Modeling spatial waves of Wolbachia invasion for controlling mosquito-borne diseases (2108.10837v1)

Abstract: Wolbachia is a natural bacterium that can infect mosquitoes and reduce their ability to transmit mosquito-borne diseases, such as dengue fever, Zika, and chikungunya. Field trials and modeling studies have shown that the fraction of infection among the mosquitoes must exceed a threshold level for the infection to persist. To capture this threshold, it is critical to consider the spatial heterogeneity in the distributions of the infected and uninfected mosquitoes, which is created by the local release of the infected mosquitoes. We develop and analyze partial differential equation (PDE) models to study the invasion dynamics of Wolbachia infection among mosquitoes in the field.

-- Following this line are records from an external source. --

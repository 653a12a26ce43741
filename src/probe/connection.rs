use anyhow::{Context, Result};
use wayland_client::{
    protocol::{wl_compositor, wl_registry},
    Connection, Dispatch, EventQueue, QueueHandle,
};
use wayland_protocols_wlr::layer_shell::v1::client::zwlr_layer_shell_v1;

/// Globals the probe binds.
#[derive(Default)]
pub struct ProbeState {
    pub compositor: Option<wl_compositor::WlCompositor>,
    pub layer_shell: Option<zwlr_layer_shell_v1::ZwlrLayerShellV1>,
}

pub struct WaylandConnection {
    pub connection: Connection,
    pub state: ProbeState,
    pub queue: EventQueue<ProbeState>,
}

impl WaylandConnection {
    pub fn connect() -> Result<Self> {
        let connection =
            Connection::connect_to_env().context("Failed to connect to Wayland display")?;

        let mut state = ProbeState::default();
        let mut queue = connection.new_event_queue();
        let qh = queue.handle();

        connection.display().get_registry(&qh, ());
        queue.roundtrip(&mut state)?;

        Ok(Self {
            connection,
            state,
            queue,
        })
    }

    pub fn roundtrip(&mut self) -> Result<()> {
        self.queue.roundtrip(&mut self.state)?;
        Ok(())
    }

    pub fn dispatch(&mut self) -> Result<()> {
        self.queue.dispatch_pending(&mut self.state)?;
        self.queue.flush()?;
        Ok(())
    }

    pub fn queue_handle(&self) -> QueueHandle<ProbeState> {
        self.queue.handle()
    }

    /// `wl_display` pointer for `eglGetDisplay`.
    pub fn display_ptr(&self) -> *mut std::ffi::c_void {
        self.connection.backend().display_ptr() as *mut std::ffi::c_void
    }
}

impl Dispatch<wl_registry::WlRegistry, ()> for ProbeState {
    fn event(
        state: &mut Self,
        registry: &wl_registry::WlRegistry,
        event: wl_registry::Event,
        _data: &(),
        _conn: &Connection,
        qh: &QueueHandle<Self>,
    ) {
        if let wl_registry::Event::Global {
            name,
            interface,
            version,
        } = event
        {
            match interface.as_str() {
                "wl_compositor" => {
                    state.compositor = Some(registry.bind(name, version.min(5), qh, ()));
                }
                "zwlr_layer_shell_v1" => {
                    state.layer_shell = Some(registry.bind(name, version.min(4), qh, ()));
                }
                _ => {}
            }
        }
    }
}

impl Dispatch<wl_compositor::WlCompositor, ()> for ProbeState {
    fn event(
        _state: &mut Self,
        _proxy: &wl_compositor::WlCompositor,
        _event: wl_compositor::Event,
        _data: &(),
        _conn: &Connection,
        _qh: &QueueHandle<Self>,
    ) {
    }
}

impl Dispatch<zwlr_layer_shell_v1::ZwlrLayerShellV1, ()> for ProbeState {
    fn event(
        _state: &mut Self,
        _proxy: &zwlr_layer_shell_v1::ZwlrLayerShellV1,
        _event: zwlr_layer_shell_v1::Event,
        _data: &(),
        _conn: &Connection,
        _qh: &QueueHandle<Self>,
    ) {
    }
}
use std::collections::BTreeSet;
use std::fmt;

use khronos_egl as egl;

#[derive(Debug, Clone, Copy, PartialEq, Eq, PartialOrd, Ord, Default)]
pub struct EglVersion {
    pub major: egl::Int,
    pub minor: egl::Int,
}

impl EglVersion {
    pub const V1_5: EglVersion = EglVersion { major: 1, minor: 5 };

    pub fn new(major: egl::Int, minor: egl::Int) -> Self {
        Self { major, minor }
    }

    /// Parses the leading "major.minor" of an `EGL_VERSION` string such as
    /// "1.5 Mesa 24.0.5".
    pub fn parse(version: &str) -> Option<Self> {
        let head = version.split_whitespace().next()?;
        let (major, rest) = head.split_once('.')?;
        let minor: String = rest.chars().take_while(char::is_ascii_digit).collect();
        Some(Self {
            major: major.parse().ok()?,
            minor: minor.parse().ok()?,
        })
    }

    pub fn at_least(self, other: EglVersion) -> bool {
        self >= other
    }
}

impl fmt::Display for EglVersion {
    fn fmt(&self, f: &mut fmt::Formatter<'_>) -> fmt::Result {
        write!(f, "{}.{}", self.major, self.minor)
    }
}

/// A space-separated extension string, split for lookups.
#[derive(Debug, Clone, Default, PartialEq, Eq)]
pub struct Extensions(BTreeSet<String>);

impl Extensions {
    pub fn parse(list: &str) -> Self {
        Self(list.split_whitespace().map(str::to_string).collect())
    }

    pub fn has(&self, name: &str) -> bool {
        self.0.contains(name)
    }

    pub fn iter(&self) -> impl Iterator<Item = &str> {
        self.0.iter().map(String::as_str)
    }

    pub fn is_empty(&self) -> bool {
        self.0.is_empty()
    }
}
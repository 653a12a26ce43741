use khronos_egl as egl;
use log::debug;

use crate::attributes::GlAttributes;
use crate::egl::info::Extensions;
use crate::egl::session::Session;
use crate::error::{Error, Result};

// EGL_EXT_present_opaque
const PRESENT_OPAQUE_EXT: egl::Int = 0x31DF;

/// Display extensions and hints that shape a window surface.
#[derive(Debug, Clone, Copy, Default, PartialEq, Eq)]
pub struct SurfaceSupport {
    pub gl_colorspace: bool,
    pub present_opaque: bool,
    pub allow_transparency: bool,
}

impl SurfaceSupport {
    pub fn of(extensions: &Extensions, allow_transparency: bool) -> Self {
        Self {
            gl_colorspace: extensions.has("EGL_KHR_gl_colorspace"),
            present_opaque: extensions.has("EGL_EXT_present_opaque"),
            allow_transparency,
        }
    }
}

/// `NONE`-terminated attribute list for `eglCreateWindowSurface`.
pub fn window_surface_attributes(
    attrs: &GlAttributes,
    support: SurfaceSupport,
) -> Result<Vec<egl::Int>> {
    let mut list = Vec::with_capacity(5);

    if attrs.framebuffer_srgb {
        if !support.gl_colorspace {
            return Err(Error::Unsupported(
                "EGL implementation does not support sRGB system framebuffers",
            ));
        }
        list.extend([egl::GL_COLORSPACE, egl::GL_COLORSPACE_SRGB]);
    }

    if support.present_opaque {
        let opaque = if support.allow_transparency {
            egl::FALSE
        } else {
            egl::TRUE
        };
        list.extend([PRESENT_OPAQUE_EXT, opaque as egl::Int]);
    }

    list.push(egl::NONE);
    Ok(list)
}

impl Session {
    /// Selects a configuration for `attrs` and creates a window surface
    /// with it.
    ///
    /// # Safety
    ///
    /// `native_window` must be a live window of the native display this
    /// session was opened on.
    pub unsafe fn create_window_surface(
        &mut self,
        attrs: &GlAttributes,
        native_window: egl::NativeWindowType,
    ) -> Result<egl::Surface> {
        let config = self.choose_config(attrs)?;
        let list = window_surface_attributes(
            attrs,
            SurfaceSupport::of(self.extensions(), self.allow_transparency),
        )?;

        self.egl()
            .create_window_surface(self.display, config, native_window, Some(&list))
            .map_err(|err| {
                Error::egl("unable to create an EGL window surface", "eglCreateWindowSurface", err)
            })
    }

    /// Selects a configuration for `attrs` and creates a pbuffer of the
    /// given size.
    pub fn create_offscreen_surface(
        &mut self,
        attrs: &GlAttributes,
        width: egl::Int,
        height: egl::Int,
    ) -> Result<egl::Surface> {
        let config = self.choose_config(attrs)?;
        let list = [egl::WIDTH, width, egl::HEIGHT, height, egl::NONE];

        self.egl()
            .create_pbuffer_surface(self.display, config, &list)
            .map_err(|err| {
                Error::egl(
                    "unable to create an EGL offscreen surface",
                    "eglCreatePbufferSurface",
                    err,
                )
            })
    }

    pub fn destroy_surface(&self, surface: egl::Surface) {
        if let Err(err) = self.egl().destroy_surface(self.display, surface) {
            debug!("eglDestroySurface failed: {err}");
        }
    }

    pub fn swap_buffers(&self, surface: egl::Surface) -> Result<()> {
        self.egl()
            .swap_buffers(self.display, surface)
            .map_err(|err| {
                Error::egl(
                    "unable to show color buffer in an OS-native window",
                    "eglSwapBuffers",
                    err,
                )
            })
    }

    /// Applies to the context that is current on this thread.
    pub fn set_swap_interval(&mut self, interval: egl::Int) -> Result<()> {
        if interval < 0 {
            return Err(Error::Unsupported("Late swap tearing currently unsupported"));
        }

        self.egl()
            .swap_interval(self.display, interval)
            .map_err(|err| {
                Error::egl("Unable to set the EGL swap interval", "eglSwapInterval", err)
            })?;
        self.swap_interval = interval;
        Ok(())
    }

    /// The last interval that was applied successfully.
    pub fn swap_interval(&self) -> egl::Int {
        self.swap_interval
    }
}
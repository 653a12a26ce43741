//! Wayland plumbing for the `present` command.

mod connection;
mod surface;

pub use connection::WaylandConnection;
pub use surface::ProbeSurface;
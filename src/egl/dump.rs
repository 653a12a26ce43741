use std::fmt;

use khronos_egl as egl;
use serde::Serialize;

use crate::egl::select::ConfigSource;

const ATTRIBUTES: &[(&str, egl::Int)] = &[
    ("EGL_BUFFER_SIZE", egl::BUFFER_SIZE),
    ("EGL_RED_SIZE", egl::RED_SIZE),
    ("EGL_GREEN_SIZE", egl::GREEN_SIZE),
    ("EGL_BLUE_SIZE", egl::BLUE_SIZE),
    ("EGL_ALPHA_SIZE", egl::ALPHA_SIZE),
    ("EGL_DEPTH_SIZE", egl::DEPTH_SIZE),
    ("EGL_STENCIL_SIZE", egl::STENCIL_SIZE),
    ("EGL_CONFIG_CAVEAT", egl::CONFIG_CAVEAT),
    ("EGL_CONFIG_ID", egl::CONFIG_ID),
    ("EGL_LEVEL", egl::LEVEL),
    ("EGL_MAX_PBUFFER_WIDTH", egl::MAX_PBUFFER_WIDTH),
    ("EGL_MAX_PBUFFER_HEIGHT", egl::MAX_PBUFFER_HEIGHT),
    ("EGL_MAX_PBUFFER_PIXELS", egl::MAX_PBUFFER_PIXELS),
    ("EGL_NATIVE_RENDERABLE", egl::NATIVE_RENDERABLE),
    ("EGL_NATIVE_VISUAL_ID", egl::NATIVE_VISUAL_ID),
    ("EGL_NATIVE_VISUAL_TYPE", egl::NATIVE_VISUAL_TYPE),
    ("EGL_SAMPLES", egl::SAMPLES),
    ("EGL_SAMPLE_BUFFERS", egl::SAMPLE_BUFFERS),
    ("EGL_SURFACE_TYPE", egl::SURFACE_TYPE),
    ("EGL_TRANSPARENT_TYPE", egl::TRANSPARENT_TYPE),
    ("EGL_TRANSPARENT_RED_VALUE", egl::TRANSPARENT_RED_VALUE),
    ("EGL_TRANSPARENT_GREEN_VALUE", egl::TRANSPARENT_GREEN_VALUE),
    ("EGL_TRANSPARENT_BLUE_VALUE", egl::TRANSPARENT_BLUE_VALUE),
    ("EGL_BIND_TO_TEXTURE_RGB", egl::BIND_TO_TEXTURE_RGB),
    ("EGL_BIND_TO_TEXTURE_RGBA", egl::BIND_TO_TEXTURE_RGBA),
    ("EGL_MIN_SWAP_INTERVAL", egl::MIN_SWAP_INTERVAL),
    ("EGL_MAX_SWAP_INTERVAL", egl::MAX_SWAP_INTERVAL),
    ("EGL_LUMINANCE_SIZE", egl::LUMINANCE_SIZE),
    ("EGL_ALPHA_MASK_SIZE", egl::ALPHA_MASK_SIZE),
    ("EGL_COLOR_BUFFER_TYPE", egl::COLOR_BUFFER_TYPE),
    ("EGL_RENDERABLE_TYPE", egl::RENDERABLE_TYPE),
    ("EGL_CONFORMANT", egl::CONFORMANT),
];

#[derive(Debug, Clone, Copy, PartialEq, Eq, Serialize)]
pub struct ConfigAttribute {
    pub name: &'static str,
    pub value: egl::Int,
}

/// Every attribute of one configuration the driver would report.
#[derive(Debug, Clone, Default, PartialEq, Eq, Serialize)]
pub struct ConfigDump {
    pub attributes: Vec<ConfigAttribute>,
}

impl ConfigDump {
    pub fn get(&self, name: &str) -> Option<egl::Int> {
        self.attributes
            .iter()
            .find(|attribute| attribute.name == name)
            .map(|attribute| attribute.value)
    }

    /// One-line overview, e.g. `#12 r8 g8 b8 a8 d24 s0`.
    pub fn summary(&self) -> String {
        let size = |name| self.get(name).unwrap_or(0);
        let mut line = format!(
            "#{} r{} g{} b{} a{} d{} s{}",
            size("EGL_CONFIG_ID"),
            size("EGL_RED_SIZE"),
            size("EGL_GREEN_SIZE"),
            size("EGL_BLUE_SIZE"),
            size("EGL_ALPHA_SIZE"),
            size("EGL_DEPTH_SIZE"),
            size("EGL_STENCIL_SIZE"),
        );
        if size("EGL_SAMPLES") > 0 {
            line.push_str(&format!(" msaa{}", size("EGL_SAMPLES")));
        }
        if let Some(caveat) = self.get("EGL_CONFIG_CAVEAT") {
            match caveat {
                egl::SLOW_CONFIG => line.push_str(" slow"),
                egl::NON_CONFORMANT_CONFIG => line.push_str(" non-conformant"),
                _ => {}
            }
        }
        line
    }
}

impl fmt::Display for ConfigDump {
    fn fmt(&self, f: &mut fmt::Formatter<'_>) -> fmt::Result {
        for (i, attribute) in self.attributes.iter().enumerate() {
            if i > 0 {
                f.write_str(" ")?;
            }
            write!(f, "{}={}", attribute.name, attribute.value)?;
        }
        Ok(())
    }
}

/// Reads the full attribute list of `config`. Attributes the driver
/// rejects are left out.
pub fn dump_config<S: ConfigSource>(source: &S, config: S::Config) -> ConfigDump {
    let attributes = ATTRIBUTES
        .iter()
        .filter_map(|&(name, key)| {
            source
                .attrib(config, key)
                .ok()
                .map(|value| ConfigAttribute { name, value })
        })
        .collect();
    ConfigDump { attributes }
}
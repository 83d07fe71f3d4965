//! # Freepath Crypto
//!
//! Cryptographic primitives for the Freepath protocol.
//!
//! ## Cryptographic Suite
//!
//! | Function | Algorithm | Security Level |
//! |----------|-----------|----------------|
//! | Identity / Signatures | Ed25519 | 128-bit |
//! | Key Exchange | X25519 | 128-bit |
//! | KDF | HKDF-SHA256 | 128-bit |
//! | AEAD | ChaCha20-Poly1305 (IETF) | 256-bit key |
//! | Hash | SHA-256 | 128-bit collision |

#![warn(missing_docs)]
#![warn(clippy::all)]

pub mod aead;
pub mod error;
pub mod hash;
pub mod random;
pub mod signatures;
pub mod x25519;

pub use error::CryptoError;

/// X25519 key and shared-secret size
pub const X25519_KEY_SIZE: usize = 32;

/// Ed25519 seed and verifying key size
pub const ED25519_KEY_SIZE: usize = 32;

/// Ed25519 signature size
pub const ED25519_SIGNATURE_SIZE: usize = 64;

/// SHA-256 digest size, also the HKDF-SHA256 salt size
pub const SHA256_OUTPUT_SIZE: usize = 32;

Our reaction-diffusion-type models account for both the complex vertical transmission and the spatial mosquito dispersion. We characterize the threshold for a successful invasion, which is a bubble-shaped profile, called the "critical bubble". The critical bubble is optimal in its release size compared to other spatial profiles in a one-dimensional landscape. The fraction of infection near the release center is higher than the threshold level for the corresponding homogeneously mixing ODE models. We show that the proposed spatial models give rise to the traveling waves of Wolbachia infection when above the threshold. We quantify how the threshold condition and traveling-wave velocity depend on the diffusion coefficients and other model parameters. Numerical studies for different scenarios are presented to inform the design of release strategies.